Ловушка для Адама и Евы (сборник) - страница 10



«Поехали домой!»

Она продолжала болтать с Магулиным, как ни в чем не бывало. (Позже она будет много раз стыдить Скоробогатова: «Как ты мог подумать такое?! Да Саня – моя лучшая подруга, у них с Магулиным любовь! Разве я могу позволить себе что-нибудь с ним? Это было бы предательством Сани! Нет, я на такие гадости не способна! Как только тебе не стыдно!..»)

Чувствуя, как в нем закипает ярость, он повторил:

«Нина, поехали домой!»

Она повернула к нему голову и спокойно ответила:

«Не поеду.»

«Как это?!»

«Так. Не поеду – и все.»

«Тогда я поеду один.»

«Пожалуйста. Тебя, кстати, никто не выгоняет. Могу я хоть раз в жизни проводить по-человечески подругу за границу?»

«Она спит.»

«Ну и что?»

«Если она спит, чего тебе здесь делать? Да и всем пора расходиться…»

«Знаешь что, Скоробогатов? На Урале своем командуй, а здесь ты в гостях… Приехал к шапочному разбору, когда тебя никто не ждал, – так сиди и не рыпайся…»

«Ты послушай, как ты говоришь…»

«Нормально говорю.»

«Тогда я поехал!»

«Закажи такси. Поздно.»

«Спасибо. Значит, не едешь?»

«Сколько можно повторять.»

Скоробогатов, будто оплёванный, вышел в прихожую (а что за разговор тут происходил, никому и дела не было, – каждый занимался чем хотел), открыл замок, хлопнул дверью.

Через несколько дней Саня Неврозова уехала за границу, и ее место в любви с Магулиным заняла Нина. Вот такой завязался тогда роман…

… – Кофе еще будешь? – Нина смотрела на Магулина чистыми, ясными глазами.

– Если только свежий.

– Ах, Басик, – погладила она его по руке, – для тебя – все что угодно. А уж кофе – это я мигом…

Она заколдовала у плиты, а Магулин, удобно развалившись в плетеном кресле, которое сам когда-то подарил Нине на день 8 Марта, наблюдал за спокойными, полными изящества и достоинства движениями ее рук; она чувствовала его взгляд, полуоглядывалась, как бы выглядывала из-за плеча, улыбалась ему лукаво.

– Что, нравлюсь?

– Нравишься, – откровенно и просто признался Магулин.

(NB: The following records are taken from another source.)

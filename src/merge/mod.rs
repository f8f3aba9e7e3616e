//! merge
//!
//! Three-way content reconciliation between a base, "ours", and "theirs"
//! commit. This engine backs merge, cherry-pick, rebase, revert, and stash
//! restore; every conflict any verb can produce is produced here.
//!
//! # Algorithm
//!
//! For each path touched by base→ours or base→theirs, classify by the 2×2
//! matrix of {unchanged, changed} per side:
//!
//! - unchanged/unchanged: no-op
//! - changed on one side only: take that side (content or deletion)
//! - changed identically on both sides: take either, no conflict
//! - changed differently on both sides: line-level [`diff3`] merge; an
//!   overlapping hunk leaves markers in the working tree and records the
//!   path as conflicted
//! - deleted on one side, modified on the other: conflict (the surviving
//!   content is kept in the working tree)
//! - deleted on both sides: no-op
//!
//! A clean merge leaves both the working tree and index at the merged
//! result. A conflicted merge stages the non-conflicted changes, writes
//! marker text for the conflicted paths, and returns
//! [`MergeOutcome::Conflict`], a value rather than an error: the caller must not
//! create a commit, but the workspace is left in a resolvable state.

pub mod diff3;

use thiserror::Error;

use crate::core::store::StoreError;
use crate::core::types::Oid;
use crate::core::worktree::{FileState, PathMap};
use crate::core::Repository;

pub use diff3::{diff3, Diff3Result, Hunk, OURS_MARKER_LABEL};

/// Errors from the merge engine.
///
/// Conflicts are not errors; only store-level failures surface here.
#[derive(Debug, Error)]
pub enum MergeError {
    #[error(transparent)]
    Store(#[from] StoreError),
}

/// Result of a three-way merge.
#[derive(Debug, Clone, PartialEq, Eq)]
pub enum MergeOutcome {
    /// Working tree and index reflect the merged result; the caller may
    /// commit.
    Clean,
    /// One or more paths could not be auto-resolved. The working tree
    /// contains marker text for them; non-conflicted changes are staged.
    Conflict {
        /// Conflicted paths, in path order.
        paths: Vec<String>,
    },
}

impl MergeOutcome {
    pub fn is_clean(&self) -> bool {
        matches!(self, MergeOutcome::Clean)
    }
}

/// Merge `theirs` into `ours` relative to `base`, materializing the result
/// into the repository's working tree and index.
///
/// With `base = None` (no common ancestor) every path present on a side is
/// treated as added by that side; the matrix rows for additions apply.
///
/// `theirs_label` names the right-hand side in conflict markers (branch
/// name, commit id, or `"stash"`).
pub fn merge3(
    repo: &mut Repository,
    base: Option<&Oid>,
    ours: &Oid,
    theirs: &Oid,
    theirs_label: &str,
) -> Result<MergeOutcome, MergeError> {
    let base_paths = match base {
        Some(oid) => repo.commit_paths(oid)?,
        None => PathMap::new(),
    };
    let ours_paths = repo.commit_paths(ours)?;
    let theirs_paths = repo.commit_paths(theirs)?;

    let outcome = merge_path_maps(&base_paths, &ours_paths, &theirs_paths, theirs_label);
    repo.worktree.replace_all(outcome.worktree);
    repo.index.replace_all(outcome.index);

    if outcome.conflicts.is_empty() {
        Ok(MergeOutcome::Clean)
    } else {
        Ok(MergeOutcome::Conflict {
            paths: outcome.conflicts,
        })
    }
}

/// Merge over flat path maps, for callers that hold snapshots rather than
/// commits (stash restore merges the flattened stash snapshot directly).
pub fn merge_snapshots(
    repo: &mut Repository,
    base: &PathMap,
    ours: &PathMap,
    theirs: &PathMap,
    theirs_label: &str,
) -> MergeOutcome {
    let outcome = merge_path_maps(base, ours, theirs, theirs_label);
    repo.worktree.replace_all(outcome.worktree);
    repo.index.replace_all(outcome.index);
    if outcome.conflicts.is_empty() {
        MergeOutcome::Clean
    } else {
        MergeOutcome::Conflict {
            paths: outcome.conflicts,
        }
    }
}

struct PathMergeOutcome {
    worktree: PathMap,
    index: PathMap,
    conflicts: Vec<String>,
}

fn merge_path_maps(
    base: &PathMap,
    ours: &PathMap,
    theirs: &PathMap,
    theirs_label: &str,
) -> PathMergeOutcome {
    // Untouched paths carry over from ours; only touched paths are visited.
    let mut worktree = ours.clone();
    let mut index = ours.clone();
    let mut conflicts = Vec::new();

    let mut touched: std::collections::BTreeSet<&String> = std::collections::BTreeSet::new();
    for path in base.keys().chain(ours.keys()).chain(theirs.keys()) {
        let b = base.get(path);
        let o = ours.get(path);
        let t = theirs.get(path);
        if o != b || t != b {
            touched.insert(path);
        }
    }

    for path in touched {
        let b = base.get(path);
        let o = ours.get(path);
        let t = theirs.get(path);

        let ours_changed = o != b;
        let theirs_changed = t != b;

        match (ours_changed, theirs_changed) {
            (false, false) => {}
            (true, false) => {} // ours already in place
            (false, true) => {
                apply(&mut worktree, path, t);
                apply(&mut index, path, t);
            }
            (true, true) => {
                if o == t {
                    // Same resulting content (including both deleted).
                    continue;
                }
                match (o, t) {
                    (Some(ours_state), Some(theirs_state)) => {
                        match text_merge(b, ours_state, theirs_state, theirs_label) {
                            TextMerge::Clean(state) => {
                                apply(&mut worktree, path, Some(&state));
                                apply(&mut index, path, Some(&state));
                            }
                            TextMerge::Conflict(marked) => {
                                apply(&mut worktree, path, Some(&marked));
                                // Index keeps ours for conflicted paths.
                                conflicts.push(path.clone());
                            }
                        }
                    }
                    (Some(surviving), None) | (None, Some(surviving)) => {
                        // Deletion vs. modification: keep the surviving
                        // content in the working tree, leave ours staged.
                        apply(&mut worktree, path, Some(surviving));
                        conflicts.push(path.clone());
                    }
                    (None, None) => unreachable!("o == t handled above"),
                }
            }
        }
    }

    conflicts.sort();
    PathMergeOutcome {
        worktree,
        index,
        conflicts,
    }
}

enum TextMerge {
    Clean(FileState),
    Conflict(FileState),
}

fn text_merge(
    base: Option<&FileState>,
    ours: &FileState,
    theirs: &FileState,
    theirs_label: &str,
) -> TextMerge {
    let (Some(ours_text), Some(theirs_text)) = (as_text(ours), as_text(theirs)) else {
        // Binary content cannot be line-merged; keep ours and conflict.
        return TextMerge::Conflict(ours.clone());
    };
    let base_text = base.and_then(as_text).unwrap_or("");

    let result = diff3(base_text, ours_text, theirs_text);
    // Mode changes ride along: a side that changed the mode wins when the
    // other side left it alone.
    let base_mode = base.map(|s| s.mode).unwrap_or(ours.mode);
    let mode = if ours.mode != base_mode {
        ours.mode
    } else {
        theirs.mode
    };

    if result.is_clean() {
        TextMerge::Clean(FileState {
            content: result.render(theirs_label).into_bytes(),
            mode,
        })
    } else {
        TextMerge::Conflict(FileState {
            content: result.render(theirs_label).into_bytes(),
            mode,
        })
    }
}

fn as_text(state: &FileState) -> Option<&str> {
    std::str::from_utf8(&state.content).ok()
}

fn apply(map: &mut PathMap, path: &str, state: Option<&FileState>) {
    match state {
        Some(s) => {
            map.insert(path.to_string(), s.clone());
        }
        None => {
            map.remove(path);
        }
    }
}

– Может, ты меня и любишь?

– Может, и люблю, – ответил он.

– Ой ли, Басик?!

– Никогда не спрашивай у мужчины об этом, пока он сам не захочет сказать. Запомни первую заповедь мудрой женщины.

Нина зажгла газ, поставила на плиту турку с водой, обернулась к Магулину.

– А вторая какая заповедь мудрой женщины?

– Вторая? Женщина должна казаться немного глупой. Глупой – значит женственной. Потому что женщина – это прежде всего женственность.

– И третья есть заповедь?

– Есть.

– А сколько их всего?

– Сто.

– Да ты что, дурачок, в самом деле?! – Нина рассмеялась, закружилась, сама не зная отчего, на месте, опустилась на колени перед Магулиным. – Ну, скажи хотя бы третью.

– Третья заповедь мудрой женщины – делать вид, что веришь мужчине.

– А четвертая?

– Ты же хотела услышать только три.

– Нет, я хочу услышать и четвертую. Я хочу поверить мужчине, будто он и в самом деле знает сто заповедей мудрой женщины.

– Прекрасно. Четвертая заповедь – женщина должна больше слушать, но меньше говорить. У тебя кипит вода…

– Ой! – Нина бросилась к плите, уменьшила огонь, подсыпала в кофе самую долечку перца…

Вскоре опять сидели, блаженствовали, пили кофе.

– Скажи, откуда ты знаешь эти заповеди?

– Сам сочинил.

– Да ты что?! Не может быть! – Она смотрела на него хоть и недоверчиво, но с восхищением.

– Впрочем, нет. Вру. Каюсь. – Он поднял руки вверх.

– Вот так бы сразу, Бася! – рассмеялась Нина. – А то: «я», «я»…

– Их сочинил один мудрый японец. Кажется, он жил на рубеже XIII–XIV веков.